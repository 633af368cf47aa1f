mod common;

use common::{setup, AUTH_HEADER};
use couchdb_rs::{to_params, ClientError, Server};
use serde_json::json;
use wiremock::matchers::{body_json, header, method, path, query_param};
use wiremock::{Mock, MockServer, ResponseTemplate};

#[tokio::test]
async fn test_version_sends_basic_auth() {
    let (mock, server) = setup().await;
    Mock::given(method("GET"))
        .and(path("/"))
        .and(header("authorization", AUTH_HEADER))
        .respond_with(
            ResponseTemplate::new(200).set_body_json(json!({"couchdb": "Welcome", "version": "3.3.3"})),
        )
        .expect(1)
        .mount(&mock)
        .await;

    assert_eq!(server.version().await.unwrap(), "3.3.3");
}

#[tokio::test]
async fn test_no_full_commit_header() {
    let mock = MockServer::start().await;
    Mock::given(method("GET"))
        .and(path("/"))
        .and(header("x-couch-full-commit", "false"))
        .respond_with(ResponseTemplate::new(200).set_body_json(json!({"version": "3.3.3"})))
        .expect(1)
        .mount(&mock)
        .await;

    let server = Server::new_no_full_commit(&mock.uri()).unwrap();
    assert_eq!(server.version().await.unwrap(), "3.3.3");
}

#[tokio::test]
async fn test_unreachable_server() {
    let server = Server::new("http://127.0.0.1:9").unwrap();
    let err = server.version().await.unwrap_err();
    assert!(matches!(err, ClientError::Request(_)));
}

#[tokio::test]
async fn test_config_and_set_config() {
    let (mock, server) = setup().await;
    Mock::given(method("GET"))
        .and(path("/_node/couchdb@localhost/_config"))
        .respond_with(ResponseTemplate::new(200).set_body_json(json!({
            "couchdb": {"max_dbs_open": "500"},
            "log": {"level": "info"}
        })))
        .mount(&mock)
        .await;
    Mock::given(method("PUT"))
        .and(path("/_node/_local/_config/log/level"))
        .and(body_json(json!("debug")))
        .respond_with(ResponseTemplate::new(200).set_body_json(json!("info")))
        .mount(&mock)
        .await;

    let config = server.config("couchdb@localhost").await.unwrap();
    assert_eq!(config["log"]["level"], "info");

    let old = server.set_config("_local", "log", "level", "debug").await.unwrap();
    assert_eq!(old, "info");
}

#[tokio::test]
async fn test_active_tasks_and_stats() {
    let (mock, server) = setup().await;
    Mock::given(method("GET"))
        .and(path("/_active_tasks"))
        .respond_with(ResponseTemplate::new(200).set_body_json(json!([
            {"type": "indexer", "node": "couchdb@localhost", "progress": 40, "started_on": 1700000000}
        ])))
        .mount(&mock)
        .await;
    Mock::given(method("GET"))
        .and(path("/_node/couchdb@localhost/_stats/couchdb/request_time"))
        .respond_with(ResponseTemplate::new(200).set_body_json(json!({"value": {"min": 0}})))
        .mount(&mock)
        .await;

    let tasks = server.active_tasks().await.unwrap();
    assert_eq!(tasks.len(), 1);
    assert_eq!(tasks[0].task_type, "indexer");
    assert_eq!(tasks[0].details["progress"], 40);

    let stats = server
        .stats("couchdb@localhost", "couchdb/request_time")
        .await
        .unwrap();
    assert!(stats.contains_key("value"));
}

#[tokio::test]
async fn test_dbs_and_len() {
    let (mock, server) = setup().await;
    Mock::given(method("GET"))
        .and(path("/_all_dbs"))
        .respond_with(ResponseTemplate::new(200).set_body_json(json!(["_users", "dba", "dbb"])))
        .mount(&mock)
        .await;

    let dbs = server.dbs().await.unwrap();
    assert!(dbs.contains(&"dba".to_string()));
    assert!(dbs.contains(&"dbb".to_string()));
    let count: u64 = server.len().await.unwrap();
    assert_eq!(count, 3);
}

#[tokio::test]
async fn test_create_escapes_plus_in_name() {
    let (mock, server) = setup().await;
    Mock::given(method("PUT"))
        .and(path("/a%2Bb"))
        .respond_with(ResponseTemplate::new(201).set_body_json(json!({"ok": true})))
        .expect(1)
        .mount(&mock)
        .await;

    let db = server.create("a+b").await.unwrap();
    assert_eq!(db.name(), "a+b");
}

#[tokio::test]
async fn test_create_conflict_is_precondition_failed() {
    let (mock, server) = setup().await;
    Mock::given(method("PUT"))
        .and(path("/golang-tests"))
        .respond_with(ResponseTemplate::new(412).set_body_json(json!({
            "error": "file_exists",
            "reason": "The database could not be created, the file already exists."
        })))
        .mount(&mock)
        .await;

    let err = server.create("golang-tests").await.err().unwrap();
    assert!(matches!(err, ClientError::PreconditionFailed(_)));
}

#[tokio::test]
async fn test_create_and_contains() {
    let (mock, server) = setup().await;
    Mock::given(method("PUT"))
        .and(path("/golang-tests"))
        .respond_with(ResponseTemplate::new(201).set_body_json(json!({"ok": true})))
        .expect(1)
        .mount(&mock)
        .await;
    Mock::given(method("HEAD"))
        .and(path("/golang-tests"))
        .respond_with(ResponseTemplate::new(200))
        .mount(&mock)
        .await;

    let db = server.create("golang-tests").await.unwrap();
    assert_eq!(db.name(), "golang-tests");
    assert!(server.contains("golang-tests").await.unwrap());
    // unmatched requests get a 404 from the mock
    assert!(!server.contains("missing").await.unwrap());
}

#[tokio::test]
async fn test_get_missing_db() {
    let (mock, server) = setup().await;
    Mock::given(method("HEAD"))
        .and(path("/golang-tests"))
        .respond_with(ResponseTemplate::new(404))
        .mount(&mock)
        .await;

    let err = server.get("golang-tests").await.err().unwrap();
    assert!(err.is_not_found());
}

#[tokio::test]
async fn test_delete_missing_db() {
    let (mock, server) = setup().await;
    Mock::given(method("DELETE"))
        .and(path("/golang-tests"))
        .respond_with(
            ResponseTemplate::new(404)
                .set_body_json(json!({"error": "not_found", "reason": "Database does not exist."})),
        )
        .mount(&mock)
        .await;

    let err = server.delete("golang-tests").await.unwrap_err();
    assert!(matches!(err, ClientError::NotFound(ref msg) if msg.contains("Database does not exist")));
}

#[tokio::test]
async fn test_bad_credentials_are_unauthorized() {
    let (mock, server) = setup().await;
    Mock::given(method("PUT"))
        .and(path("/golang-tests"))
        .respond_with(ResponseTemplate::new(401).set_body_json(json!({
            "error": "unauthorized",
            "reason": "Name or password is incorrect."
        })))
        .mount(&mock)
        .await;

    let err = server.create("golang-tests").await.err().unwrap();
    assert!(matches!(err, ClientError::Unauthorized(_)));
    assert_eq!(err.status(), Some(401));
}

#[tokio::test]
async fn test_replicate_resolves_names() {
    let (mock, server) = setup().await;
    let source = format!("http://root:secret@{}/dba", mock.address());
    let target = format!("http://root:secret@{}/dbb", mock.address());
    Mock::given(method("POST"))
        .and(path("/_replicate"))
        .and(body_json(json!({
            "source": source,
            "target": target,
            "continuous": true
        })))
        .respond_with(ResponseTemplate::new(202).set_body_json(json!({"ok": true, "_local_id": "abc"})))
        .expect(1)
        .mount(&mock)
        .await;

    let options = to_params([("continuous", json!(true))]);
    let result = server.replicate("dba", "dbb", Some(&options)).await.unwrap();
    assert_eq!(result["ok"], true);
}

#[tokio::test]
async fn test_membership_and_uuids() {
    let (mock, server) = setup().await;
    Mock::given(method("GET"))
        .and(path("/_membership"))
        .respond_with(ResponseTemplate::new(200).set_body_json(json!({
            "all_nodes": ["couchdb@localhost"],
            "cluster_nodes": ["couchdb@localhost"]
        })))
        .mount(&mock)
        .await;
    Mock::given(method("GET"))
        .and(path("/_uuids"))
        .and(query_param("count", "10"))
        .respond_with(ResponseTemplate::new(200).set_body_json(json!({
            "uuids": (0..10).map(|i| format!("uuid{i}")).collect::<Vec<_>>()
        })))
        .mount(&mock)
        .await;

    let membership = server.membership().await.unwrap();
    assert_eq!(membership.all_nodes, vec!["couchdb@localhost"]);
    assert_eq!(membership.cluster_nodes, vec!["couchdb@localhost"]);

    let uuids = server.uuids(10).await.unwrap();
    assert_eq!(uuids.len(), 10);
}

#[tokio::test]
async fn test_user_management() {
    let (mock, server) = setup().await;
    Mock::given(method("PUT"))
        .and(path("/_users/org.couchdb.user:foo"))
        .and(body_json(json!({
            "_id": "org.couchdb.user:foo",
            "name": "foo",
            "password": "secret",
            "roles": ["hero"],
            "type": "user"
        })))
        .respond_with(ResponseTemplate::new(201).set_body_json(json!({
            "ok": true, "id": "org.couchdb.user:foo", "rev": "1-aaa"
        })))
        .mount(&mock)
        .await;
    Mock::given(method("GET"))
        .and(path("/_users/org.couchdb.user:foo"))
        .respond_with(ResponseTemplate::new(200).set_body_json(json!({
            "_id": "org.couchdb.user:foo", "_rev": "1-aaa", "name": "foo"
        })))
        .mount(&mock)
        .await;
    Mock::given(method("DELETE"))
        .and(path("/_users/org.couchdb.user:foo"))
        .and(query_param("rev", "1-aaa"))
        .respond_with(ResponseTemplate::new(200).set_body_json(json!({
            "ok": true, "id": "org.couchdb.user:foo", "rev": "2-bbb"
        })))
        .expect(1)
        .mount(&mock)
        .await;

    let (id, rev) = server.add_user("foo", "secret", &["hero"]).await.unwrap();
    assert_eq!(id, "org.couchdb.user:foo");
    assert_eq!(rev, "1-aaa");

    server.remove_user("foo").await.unwrap();
}

#[tokio::test]
async fn test_session_lifecycle() {
    let (mock, server) = setup().await;
    Mock::given(method("POST"))
        .and(path("/_session"))
        .and(body_json(json!({"name": "foo", "password": "secret"})))
        .respond_with(
            ResponseTemplate::new(200)
                .insert_header("Set-Cookie", "AuthSession=Zm9vOjY1; Version=1; Path=/; HttpOnly")
                .set_body_json(json!({"ok": true, "name": "foo", "roles": ["hero"]})),
        )
        .mount(&mock)
        .await;
    Mock::given(method("GET"))
        .and(path("/_session"))
        .and(header("cookie", "AuthSession=Zm9vOjY1"))
        .respond_with(ResponseTemplate::new(200).set_body_json(json!({
            "ok": true, "userCtx": {"name": "foo", "roles": ["hero"]}
        })))
        .mount(&mock)
        .await;
    Mock::given(method("GET"))
        .and(path("/_session"))
        .and(header("cookie", "AuthSession=stale"))
        .respond_with(ResponseTemplate::new(200).set_body_json(json!({
            "ok": true, "userCtx": {"name": null, "roles": []}
        })))
        .mount(&mock)
        .await;
    Mock::given(method("DELETE"))
        .and(path("/_session"))
        .and(header("cookie", "AuthSession=Zm9vOjY1"))
        .respond_with(ResponseTemplate::new(200).set_body_json(json!({"ok": true})))
        .expect(1)
        .mount(&mock)
        .await;

    let token = server.login("foo", "secret").await.unwrap();
    assert_eq!(token, "Zm9vOjY1");
    server.verify_token(&token).await.unwrap();

    let err = server.verify_token("stale").await.unwrap_err();
    assert!(matches!(err, ClientError::Unauthorized(_)));

    server.logout(&token).await.unwrap();
}

#[tokio::test]
async fn test_login_rejected() {
    let (mock, server) = setup().await;
    Mock::given(method("POST"))
        .and(path("/_session"))
        .respond_with(ResponseTemplate::new(401).set_body_json(json!({
            "error": "unauthorized", "reason": "Name or password is incorrect."
        })))
        .mount(&mock)
        .await;

    let err = server.login("foo", "wrong").await.unwrap_err();
    assert!(matches!(err, ClientError::Unauthorized(_)));
}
::::
How to complete this task >> Collect each line above holding the string "debug".

Result for this exercise >>
        .and(body_json(json!("debug")))
    let old = server.set_config("_local", "log", "level", "debug").await.unwrap();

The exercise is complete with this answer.